Bristol-Myers Squibb has withdrawn its application to the European Medicine Agency (EMA) requesting the use of Opdivo (nivolumab) plus Yervoy (ipilimumab) combination therapy as a first-line treatment for people with advanced non-small cell lung cancer (NSCLC).
Based on results from the CheckMate-227 Phase 3 clinical trial (NCT02477826), the application was filed originally in 2018 and was intended for NSCLC patients with highly mutated tumors. It was revised to include overall survival data of patients with tumors positive for the marker PD-L1, the protein target of Opdivo.
The Committee for Medicinal Products for Human Use, an arm of the EMA, recognized the integrity of patient data, but argued that a full assessment of the Opdivo-Yervoy application was not possible given the multiple changes made in the trial protocol by Bristol-Myers Squibb.
CheckMate-227 evaluated the safety and effectiveness of Opdivo-Yervoy versus chemotherapy in 1,700 patients with advanced NSCLC who had not received prior treatment. It included two primary efficacy measures, or endpoints: overall survival of patients with PD-L1-positive tumors; and survival without disease progression in patients with highly mutated tumors (tumor mutational burden of 10 or more mutations per megabase of DNA), regardless of PD-L1 status.

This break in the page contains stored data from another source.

//! HTTP metrics middleware.
//!
//! Applied as the outermost layer so framework-level rejections (404, 405,
//! 415, JSON parse errors) and guard rejections are counted too.

use axum::{extract::Request, middleware::Next, response::Response};
use std::time::Instant;

use crate::observability::metrics::record_http_request;

/// Record method, normalized path, status code, and duration for every response.
pub async fn http_metrics_middleware(request: Request, next: Next) -> Response {
    let start = Instant::now();
    let method = request.method().to_string();
    let path = request.uri().path().to_string();

    let response = next.run(request).await;

    record_http_request(&method, &path, response.status().as_u16(), start.elapsed());

    response
}
//! HTTP request handlers for the booth service.

pub mod auth_handler;
pub mod health;
pub mod metrics;
pub mod session;

pub use auth_handler::{login, logout};
pub use health::health_check;
pub use metrics::metrics_handler;
pub use session::get_session;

Both primary goals were met. “Opdivo plus Yervoy demonstrated a statistically and clinically significant overall survival benefit compared to chemotherapy for patients with first-line NSCLC. The durable survival benefit seen in CheckMate-227 is an important result for patients and we are disappointed with the CHMP’s position,” Samit Hirawat, MD, Bristol-Myers Squibb’s chief medical officer, said in a press release.
Bristol-Myers Squibb said it has no plans to refile the application in the European Union, but intends to submit new requests for Opdivo-Yervoy combined with chemotherapy in the U.S., Europe, and elsewhere, based on positive preliminary results of CheckMate-9LA (NCT03215706).
The trial, which is recruiting at more than 130 locations, is evaluating Opdivo plus Yervoy combined with a shorter course of chemotherapy for the initial treatment of advanced NSCLC.
“Patients with lung cancer should have access to innovative new therapies that offer the promise of long-term overall survival. We are continuing to advance our application in the U.S. for CheckMate-227 and plan to file data from CheckMate-9LA in markets globally to help address the serious unmet need in first-line lung cancer,” Hirawat said.
Opdivo and Yervoy — both sold by Bristol-Myers Squibb — are immunotherapies belonging to the class of immune checkpoint inhibitors. Both are antibodies and target different proteins involved in the mechanisms used by cancer cells to escape the immune system. Opdivo targets the PD-L1 protein on cancer cells, and Yervoy targets the CTLA-4 protein on T-cells, which are immune cells with the ability to fight tumors.